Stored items
----------

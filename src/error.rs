//! Physics Error Types
//!
//! Host-facing operations that can be refused (stale handle, wrong timestep,
//! mismatched snapshot) return `Result<T, PhysicsError>`. None of these are
//! fatal: the world is left exactly as it was before the call.

use core::fmt;

#[cfg(all(feature = "serde", not(feature = "std")))]
use alloc::string::String;

/// Unified error type for simulation operations.
#[derive(Clone, Debug, PartialEq, Eq)]
pub enum PhysicsError {
    /// Body handle is stale (destroyed) or was never issued by this world.
    InvalidHandle {
        /// Slot index carried by the handle
        index: u32,
        /// Generation carried by the handle
        generation: u32,
    },
    /// `step` was called with a timestep other than the configured one.
    VariableTimestep {
        /// Configured timestep (raw Q32.32 bits)
        expected_raw: i64,
        /// Timestep that was passed (raw Q32.32 bits)
        got_raw: i64,
    },
    /// A capacity limit was exceeded (too many bodies).
    CapacityExceeded {
        /// What resource was exhausted
        resource: &'static str,
        /// The limit that was exceeded
        limit: usize,
    },
    /// Invalid configuration parameter.
    InvalidConfiguration {
        /// Description of the invalid configuration
        reason: &'static str,
    },
    /// A snapshot does not describe this world's body set.
    SnapshotMismatch {
        /// What did not line up
        reason: &'static str,
    },
    /// Snapshot bytes are truncated, corrupted or from another format version.
    DeserializationFailed {
        /// What failed to decode
        reason: &'static str,
    },
    /// Configuration text could not be parsed.
    #[cfg(feature = "serde")]
    ConfigParse {
        /// Parser message
        message: String,
    },
}

impl fmt::Display for PhysicsError {
    fn fmt(&self, f: &mut fmt::Formatter<'_>) -> fmt::Result {
        match self {
            Self::InvalidHandle { index, generation } => {
                write!(f, "invalid body handle (index={index}, generation={generation})")
            }
            Self::VariableTimestep {
                expected_raw,
                got_raw,
            } => {
                write!(
                    f,
                    "variable timestep rejected (expected raw {expected_raw}, got raw {got_raw})"
                )
            }
            Self::CapacityExceeded { resource, limit } => {
                write!(f, "{resource} capacity exceeded (limit={limit})")
            }
            Self::InvalidConfiguration { reason } => {
                write!(f, "invalid configuration: {reason}")
            }
            Self::SnapshotMismatch { reason } => write!(f, "snapshot mismatch: {reason}"),
            Self::DeserializationFailed { reason } => {
                write!(f, "snapshot deserialization failed: {reason}")
            }
            #[cfg(feature = "serde")]
            Self::ConfigParse { message } => write!(f, "config parse error: {message}"),
        }
    }
}

#[cfg(feature = "std")]
impl std::error::Error for PhysicsError {}

// ============================================================================
// Tests
// ============================================================================

#[cfg(all(test, feature = "std"))]
mod tests {
    use super::*;

    #[test]
    fn test_error_display() {
        let e = PhysicsError::InvalidHandle {
            index: 5,
            generation: 3,
        };
        let s = format!("{}", e);
        assert!(s.contains("index=5"), "Should contain index");
        assert!(s.contains("generation=3"), "Should contain generation");
    }

    #[test]
    fn test_variable_timestep() {
        let e = PhysicsError::VariableTimestep {
            expected_raw: 71_582_788,
            got_raw: 1,
        };
        let s = format!("{}", e);
        assert!(s.contains("71582788"));
        assert!(s.contains("timestep"));
    }

    #[test]
    fn test_capacity_exceeded() {
        let e = PhysicsError::CapacityExceeded {
            resource: "bodies",
            limit: 256,
        };
        let s = format!("{}", e);
        assert!(s.contains("bodies"));
        assert!(s.contains("256"));
    }

    #[test]
    fn test_error_variants() {
        let e1 = PhysicsError::SnapshotMismatch {
            reason: "body count",
        };
        let e2 = PhysicsError::DeserializationFailed {
            reason: "truncated",
        };
        assert_ne!(e1, e2);
        assert!(format!("{e2}").contains("truncated"));
    }

    #[cfg(feature = "serde")]
    #[test]
    fn test_config_parse_display() {
        let e = PhysicsError::ConfigParse {
            message: "expected a table".into(),
        };
        assert_eq!(format!("{e}"), "config parse error: expected a table");
    }

    #[test]
    fn test_is_std_error() {
        fn takes_error(_: &dyn std::error::Error) {}
        takes_error(&PhysicsError::InvalidConfiguration {
            reason: "fixed_dt must be > 0",
        });
    }
}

----------

• _WHAT YOU ARE ASKED TO DO_: Retrieve all lines from the data that contain the string "serde".

• _EXERCISE RESULT_:
#[cfg(all(feature = "serde", not(feature = "std")))]
    #[cfg(feature = "serde")]
            #[cfg(feature = "serde")]
    #[cfg(feature = "serde")]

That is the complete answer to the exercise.